Although Twitter has a responsibility to provide information on users as a result of official actions like subpoenas and court orders, the company has long taken the public position that it protects users' privacy and anonymity whenever possible. For example, last August, the company fought police attempts in New York to get information on an Occupy Wall Street protester's account, claiming that law enforcement did not adequately follow the Constitution's safeguards against invasion of privacy, CNET reports.
"It's our continued hope that providing greater insight into this information helps in at least two ways," Twitter wrote in a blog post: "first, to raise public awareness about these invasive requests; second, to enable policy makers to make more informed decisions. All of our actions are in the interest of an open and safe Internet," it wrote, reports CNET writer Daniel Terdiman.
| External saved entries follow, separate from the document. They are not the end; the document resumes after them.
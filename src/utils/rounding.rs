//! Decimal rounding and the policy controlling intermediate precision.

use serde::{Deserialize, Serialize};

/// Decimals kept for values (smoothed, deseasonalized, trend, forecasts).
pub const VALUE_DECIMALS: i32 = 2;

/// Decimals kept for seasonal indices.
pub const INDEX_DECIMALS: i32 = 4;

/// Round to `decimals` places, ties to even, decided on the exact binary value.
///
/// `value * 10^decimals` is generally inexact, so the rounding error of the
/// product is recovered with a fused multiply-add and used to break apparent
/// ties: `2.675` (stored slightly below) rounds down, `0.125` (exact) rounds
/// to the even neighbour.
///
/// # Example
/// ```
/// use trendcast::utils::round_to;
///
/// assert_eq!(round_to(0.125, 2), 0.12);
/// assert_eq!(round_to(0.375, 2), 0.38);
/// assert_eq!(round_to(2.675, 2), 2.67);
/// ```
pub fn round_to(value: f64, decimals: i32) -> f64 {
    let factor = 10f64.powi(decimals);
    let scaled = value * factor;
    if !scaled.is_finite() || scaled.abs() >= 4_503_599_627_370_496.0 {
        // Non-finite, or already integral at this magnitude.
        return value;
    }
    // value * factor == scaled + error exactly.
    let error = value.mul_add(factor, -scaled);

    let lower = scaled.floor();
    let midpoint = lower + 0.5;
    let above = if scaled != midpoint {
        scaled > midpoint
    } else if error != 0.0 {
        error > 0.0
    } else {
        lower % 2.0 != 0.0
    };
    let rounded = if above { lower + 1.0 } else { lower };
    rounded / factor
}

/// Whether intermediate results are rounded before the next stage consumes them.
#[derive(Debug, Clone, Copy, PartialEq, Eq, Default, Serialize, Deserialize)]
#[serde(rename_all = "snake_case")]
pub enum RoundingPolicy {
    /// Round at every stage boundary (ties to even) and feed the rounded value forward.
    #[default]
    Chained,
    /// Carry full precision through every stage.
    FullPrecision,
}

impl RoundingPolicy {
    /// Apply the policy to a value at the given decimals.
    pub fn apply(self, value: f64, decimals: i32) -> f64 {
        match self {
            RoundingPolicy::Chained => round_to(value, decimals),
            RoundingPolicy::FullPrecision => value,
        }
    }

    pub fn value(self, value: f64) -> f64 {
        self.apply(value, VALUE_DECIMALS)
    }

    pub fn index(self, value: f64) -> f64 {
        self.apply(value, INDEX_DECIMALS)
    }
}
//! Monthly seasonal indices and deseasonalization.
//!
//! For each calendar month the index is the ratio of that month's average
//! smoothed value to the series' overall average, rescaled so the twelve
//! indices sum to 12 (mean index 1.0). Months without data, or a series
//! whose overall average is zero or undefined, get the neutral ratio 1.0.

use crate::core::{Observation, MONTHS_PER_YEAR};
use crate::error::{ForecastError, Result};
use crate::utils::{valid_mean, RoundingPolicy};

/// Twelve seasonal indices for one series, keyed by calendar month 1..=12.
#[derive(Debug, Clone, PartialEq)]
pub struct SeasonalIndices {
    unnormalized: [f64; MONTHS_PER_YEAR],
    normalized: [f64; MONTHS_PER_YEAR],
}

impl SeasonalIndices {
    /// Neutral profile: every month 1.0.
    pub fn neutral() -> Self {
        Self {
            unnormalized: [1.0; MONTHS_PER_YEAR],
            normalized: [1.0; MONTHS_PER_YEAR],
        }
    }

    /// Normalize raw month ratios so they sum to 12.
    pub fn from_ratios(ratios: [f64; MONTHS_PER_YEAR], rounding: RoundingPolicy) -> Self {
        let total: f64 = ratios.iter().sum();
        let scale = if total != 0.0 {
            MONTHS_PER_YEAR as f64 / total
        } else {
            1.0
        };
        let normalized = ratios.map(|r| rounding.index(r * scale));
        Self {
            unnormalized: ratios,
            normalized,
        }
    }

    /// Normalized index for `month` (1..=12).
    pub fn get(&self, month: u32) -> Result<f64> {
        slot(month).map(|s| self.normalized[s])
    }

    /// Ratio before normalization for `month` (1..=12).
    pub fn unnormalized(&self, month: u32) -> Result<f64> {
        slot(month).map(|s| self.unnormalized[s])
    }

    /// All normalized indices, January first.
    pub fn values(&self) -> &[f64; MONTHS_PER_YEAR] {
        &self.normalized
    }

    pub fn unnormalized_values(&self) -> &[f64; MONTHS_PER_YEAR] {
        &self.unnormalized
    }

    pub fn sum(&self) -> f64 {
        self.normalized.iter().sum()
    }

    /// Remove the month's seasonal effect. A zero index or a gap yields a gap.
    pub fn deseasonalize(&self, value: Observation, month: u32) -> Result<Observation> {
        let index = self.get(month)?;
        Ok(match value {
            Some(v) if index != 0.0 => Some(v / index),
            _ => None,
        })
    }

    /// Re-apply the month's seasonal effect.
    pub fn reseasonalize(&self, value: f64, month: u32) -> Result<f64> {
        Ok(value * self.get(month)?)
    }
}

impl Default for SeasonalIndices {
    fn default() -> Self {
        Self::neutral()
    }
}

fn slot(month: u32) -> Result<usize> {
    if (1..=MONTHS_PER_YEAR as u32).contains(&month) {
        Ok((month - 1) as usize)
    } else {
        Err(ForecastError::InvalidMonth(month))
    }
}

/// Seasonal profile together with the deseasonalized history.
#[derive(Debug, Clone, PartialEq)]
pub struct Seasonalized {
    pub indices: SeasonalIndices,
    pub deseasonalized: Vec<Observation>,
}

/// Compute seasonal indices from a smoothed sequence and deseasonalize it.
///
/// `month_of[i]` is the calendar month (1..=12) of position `i`.
pub fn seasonalize(smoothed: &[Observation], month_of: &[u32]) -> Result<Seasonalized> {
    seasonalize_with(smoothed, month_of, RoundingPolicy::Chained)
}

/// [`seasonalize`] with an explicit rounding policy.
pub fn seasonalize_with(
    smoothed: &[Observation],
    month_of: &[u32],
    rounding: RoundingPolicy,
) -> Result<Seasonalized> {
    if smoothed.len() != month_of.len() {
        return Err(ForecastError::DimensionMismatch {
            expected: month_of.len(),
            got: smoothed.len(),
        });
    }

    let mut sums = [0.0; MONTHS_PER_YEAR];
    let mut counts = [0usize; MONTHS_PER_YEAR];
    for (value, &month) in smoothed.iter().zip(month_of) {
        let s = slot(month)?;
        if let Some(v) = value {
            sums[s] += v;
            counts[s] += 1;
        }
    }

    let overall = valid_mean(smoothed);
    let mut ratios = [1.0; MONTHS_PER_YEAR];
    for (s, ratio) in ratios.iter_mut().enumerate() {
        if let Some(overall) = overall.filter(|&avg| avg != 0.0) {
            if counts[s] > 0 {
                *ratio = (sums[s] / counts[s] as f64) / overall;
            }
        }
    }

    let indices = SeasonalIndices::from_ratios(ratios, rounding);
    let deseasonalized = smoothed
        .iter()
        .zip(month_of)
        .map(|(&value, &month)| {
            indices
                .deseasonalize(value, month)
                .map(|d| d.map(|d| rounding.value(d)))
        })
        .collect::<Result<Vec<_>>>()?;

    Ok(Seasonalized {
        indices,
        deseasonalized,
    })
}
"We've been thinking about ways in which we can more effectively share this information, with an aim to make it more meaningful and accessible to the community at large," Twitter said in the post. "We believe the open exchange of information can have a positive global impact. To that end, it is vital for us (and other Internet services) to be transparent about government requests for user information and government requests to withhold content from the Internet; these growing inquiries can have a serious chilling effect on free expression — and real privacy implications," the company wrote, according to the CNET article.
American government agencies were given at least some of what they were demanding in 69 percent of the 815 cases in which they asked, the report said. "As Twitter is based in San Francisco...the great majority of government information requests for user information we receive come from the United States," the company wrote. "To increase transparency and insight, we're introducing more in-depth details about these requests," it added, the article reports.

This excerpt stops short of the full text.